Ironically, that embezzlement by Rathke's brother, its cover up as a purely internal matter for many years and then the leaking of the story by a disgruntled ACORNian will turn out well for America, albeit not in time to prevent the election of Obama and a Democrat-controlled Congress that tugged America to the left with programs exemplified Obamacare designed to fundamentally transform an America that needs faithful adherence to its fundamental values, not fundamental transformation to socialist income and wealth redistribution and Big Government.

In 1970 wily Wade Rathke founded ACORN, initially Arkansas Community Organizations for Reform Now, later Association of Community Organizations for Reform Now.

Rathke served as ACORN's Chief Organizer for about 38 years and left only after the way he had dealt with his brother's embezzlement of ACORN funds leaked.

Rathke's website, www.chieforganizer.org, permits Rathke to share his views with the world and he does so, frequently.

These days Rathke is warning House Investigations Committee Chair-in-waiting Darrell Issa not to delve into the origins of the financial crisis.

In "Darrell 'McCarthy' Issa and the Non-Profit Purge" (http://chieforganizer.org/2010/11/05/darrell-%e2%80%9cmccarthy%e2%80%9d-issa-and-the-non-profit-purge/), Rathke wrote:

"Issa is vulnerable...because in his own district, California #49 with huge portions of Riverside County and northern San Diego County, he is in fact sitting on a powder keg.

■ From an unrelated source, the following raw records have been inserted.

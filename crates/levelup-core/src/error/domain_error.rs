//! Domain errors - error types for the domain layer

use thiserror::Error;

use crate::value_objects::Snowflake;

/// Domain layer errors
#[derive(Debug, Error)]
pub enum DomainError {
    // =========================================================================
    // Not Found Errors
    // =========================================================================
    #[error("Leveling config not found for guild: {0}")]
    ConfigNotFound(Snowflake),

    #[error("Progress not found for user {user_id} in guild {guild_id}")]
    ProgressNotFound {
        guild_id: Snowflake,
        user_id: Snowflake,
    },

    // =========================================================================
    // Validation Errors
    // =========================================================================
    #[error("Missing guild identifier")]
    MissingGuildId,

    #[error("Missing user identifier")]
    MissingUserId,

    #[error("Invalid gain range: min {min} must be >= 1 and <= max {max}")]
    InvalidGainRange { min: i64, max: i64 },

    #[error("Invalid cooldown: {0} seconds")]
    InvalidCooldown(i64),

    #[error("Validation error: {0}")]
    ValidationError(String),

    // =========================================================================
    // Internal Consistency
    // =========================================================================
    /// Stored level disagrees with the level derived from stored XP.
    /// Treated as a fatal internal bug, never silently repaired.
    #[error("Progress invariant violated: stored level {stored}, derived level {expected}")]
    ProgressInvariant { expected: i64, stored: i64 },

    // =========================================================================
    // Infrastructure Errors (wrapped)
    // =========================================================================
    #[error("Database error: {0}")]
    DatabaseError(String),

    #[error("Cache error: {0}")]
    CacheError(String),

    #[error("Notification error: {0}")]
    NotificationError(String),

    #[error("Internal error: {0}")]
    InternalError(String),
}

impl DomainError {
    /// Get an error code string for logs and outer layers
    pub fn code(&self) -> &'static str {
        match self {
            Self::ConfigNotFound(_) => "UNKNOWN_CONFIG",
            Self::ProgressNotFound { .. } => "UNKNOWN_PROGRESS",

            Self::MissingGuildId => "MISSING_GUILD_ID",
            Self::MissingUserId => "MISSING_USER_ID",
            Self::InvalidGainRange { .. } => "INVALID_GAIN_RANGE",
            Self::InvalidCooldown(_) => "INVALID_COOLDOWN",
            Self::ValidationError(_) => "VALIDATION_ERROR",

            Self::ProgressInvariant { .. } => "PROGRESS_INVARIANT",

            Self::DatabaseError(_) => "DATABASE_ERROR",
            Self::CacheError(_) => "CACHE_ERROR",
            Self::NotificationError(_) => "NOTIFICATION_ERROR",
            Self::InternalError(_) => "INTERNAL_ERROR",
        }
    }

    /// Check if this is a "not found" error
    pub fn is_not_found(&self) -> bool {
        matches!(self, Self::ConfigNotFound(_) | Self::ProgressNotFound { .. })
    }

    /// Check if this is a validation error
    pub fn is_validation(&self) -> bool {
        matches!(
            self,
            Self::MissingGuildId
                | Self::MissingUserId
                | Self::InvalidGainRange { .. }
                | Self::InvalidCooldown(_)
                | Self::ValidationError(_)
        )
    }
}
//! UserProgress entity <-> model mapper

use levelup_core::entities::UserProgress;
use levelup_core::value_objects::Snowflake;

use crate::models::UserProgressModel;

/// Convert UserProgressModel to UserProgress entity
impl From<UserProgressModel> for UserProgress {
    fn from(model: UserProgressModel) -> Self {
        UserProgress {
            guild_id: Snowflake::new(model.guild_id),
            user_id: Snowflake::new(model.user_id),
            xp: model.xp,
            level: model.level,
            message_count: model.message_count,
            last_event_at: model.last_event_at,
            active: model.active,
            created_at: model.created_at,
            updated_at: model.updated_at,
        }
    }
}

/// Convert a model into an entity (function form for iterator chains)
pub fn progress_from_model(model: UserProgressModel) -> UserProgress {
    UserProgress::from(model)
}
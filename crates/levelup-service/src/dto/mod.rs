//! Request and response DTOs

mod requests;
mod responses;

pub use requests::{ActivityEvent, UpdateConfigRequest};
pub use responses::{ActivityOutcome, ConfigResponse, LeaderboardEntry, RankResponse};
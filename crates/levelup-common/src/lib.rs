//! # levelup-common
//!
//! Shared utilities including configuration, error handling, and telemetry.

pub mod config;
pub mod error;
pub mod telemetry;

// Re-export commonly used types at crate root
pub use config::{
    AppConfig, AppSettings, ConfigError, DatabaseConfig, Environment, LevelingDefaults,
    RedisConfig, SnowflakeConfig,
};
pub use error::{AppError, AppResult};
pub use telemetry::{
    init_tracing, init_tracing_with_config, try_init_tracing, try_init_tracing_with_config,
    TracingConfig, TracingError,
};
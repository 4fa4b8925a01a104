//! Redis Pub/Sub publisher for leveling announcements and events.
//!
//! The engine itself never talks to the chat platform. Rendered level-up
//! lines go onto a pub/sub topic and the delivery process (the bot) drains
//! it; domain events go onto a per-guild topic for anything else that wants
//! to observe leveling activity.

use async_trait::async_trait;
use redis::AsyncCommands;
use serde::{Deserialize, Serialize};

use levelup_core::error::DomainError;
use levelup_core::events::LevelingEvent;
use levelup_core::traits::{NotificationSink, RepoResult};
use levelup_core::value_objects::Snowflake;

use crate::pool::{RedisPool, RedisResult};

/// Topic carrying rendered announcements for the delivery process
const ANNOUNCE_TOPIC: &str = "levelup:announcements";
/// Per-guild topic prefix for domain events
const EVENTS_PREFIX: &str = "levelup:events:";

/// A rendered announcement addressed to one channel
#[derive(Debug, Clone, Serialize, Deserialize)]
pub struct Announcement {
    pub channel_id: Snowflake,
    pub text: String,
}

impl Announcement {
    /// Serialize to JSON
    pub fn to_json(&self) -> Result<String, serde_json::Error> {
        serde_json::to_string(self)
    }
}

/// Redis Pub/Sub publisher
#[derive(Clone)]
pub struct AnnouncementPublisher {
    pool: RedisPool,
}

impl AnnouncementPublisher {
    /// Create a new publisher
    #[must_use]
    pub fn new(pool: RedisPool) -> Self {
        Self { pool }
    }

    /// Publish a domain event to its guild's topic
    pub async fn publish_event(&self, event: &LevelingEvent) -> RedisResult<u32> {
        let mut conn = self.pool.get().await?;
        let topic = format!("{EVENTS_PREFIX}{}", event.guild_id());
        let payload = serde_json::to_string(event)?;

        let receivers: u32 = conn.publish(&topic, &payload).await?;

        tracing::debug!(
            topic = %topic,
            event_type = %event.event_type(),
            receivers = receivers,
            "Published leveling event"
        );

        Ok(receivers)
    }
}

impl std::fmt::Debug for AnnouncementPublisher {
    fn fmt(&self, f: &mut std::fmt::Formatter<'_>) -> std::fmt::Result {
        f.debug_struct("AnnouncementPublisher").finish()
    }
}

#[async_trait]
impl NotificationSink for AnnouncementPublisher {
    async fn deliver(&self, channel_id: Snowflake, text: &str) -> RepoResult<()> {
        let announcement = Announcement {
            channel_id,
            text: text.to_string(),
        };
        let payload = announcement
            .to_json()
            .map_err(|e| DomainError::NotificationError(e.to_string()))?;

        let mut conn = self
            .pool
            .get()
            .await
            .map_err(|e| DomainError::NotificationError(e.to_string()))?;

        let receivers: u32 = conn
            .publish(ANNOUNCE_TOPIC, &payload)
            .await
            .map_err(|e| DomainError::NotificationError(e.to_string()))?;

        tracing::debug!(
            channel_id = %channel_id,
            receivers = receivers,
            "Published announcement"
        );

        Ok(())
    }
}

Riverside is in a virtual tie for #1 in the number of homes at some stage in the foreclosure process in California involving 5% of the property holders and more than 35000 homes in the first six months of 2010. This is some bad stuff sticking to Issa's shoe. Folks barely hanging on wouldn't necessarily think they have a friend in Issa, since he was ranked as perhaps the richest member of the 111th Congress with over $225 million net worth. He might understand afterall that 'all politics is local' and he has to do more than just talk about it to hold onto a base in the 49th.

"Add that to the fact that his district is less than 60% Anglo and a solid 30% of his district is Hispanic though it goes without saying he's terrible on immigration reform issues, and there are some unhappy people in the 49th . Gore won this district when he ran for President. Bush did better on his second shot, but McCain barely won against Obama. If we had a real progressive movement in this country, Issa would be on a short list of targets for retirement from Congress."

Rathke wittily depicts Issa as "scary."

Rathke:

"Darrell Issa...was interviewed the day after the election about how he saw his 'work' shaping up. It was a little late for Halloween, but it was scarier than the worst fright movie.

"Some commentators took Issa's remarks as conciliatory, which must be the result of post-traumatic stress or an abused child syndrome, because every one of Issa's comments was buried in speculations, inaccuracies, illegalities, and opinions masking as facts."

Rathke elaborated:

"[Issa] started out with some comments about wanting to be a 'reformer-in-chief' and swearing that he wanted to not just bring down Obama, but sully up Bush as well by naming out Freddie, Fannie, and Countrywide as targets and throwing in the BP and Gulf's oversees at the Mineral Management Service for good measure. This is well plowed ground, so good luck, Congressman, though given the right's obsession with the Community Reinvestment Act and the blame game about CRA and this crises (totally unfounded), I don't really have good feelings about his motivations there either."

If Issa's motivation is to uncover the truth and put the financial crisis in context — and it appears to be, then Team Obama has reason to be very nervous and Rathke should not expect to have "good feelings."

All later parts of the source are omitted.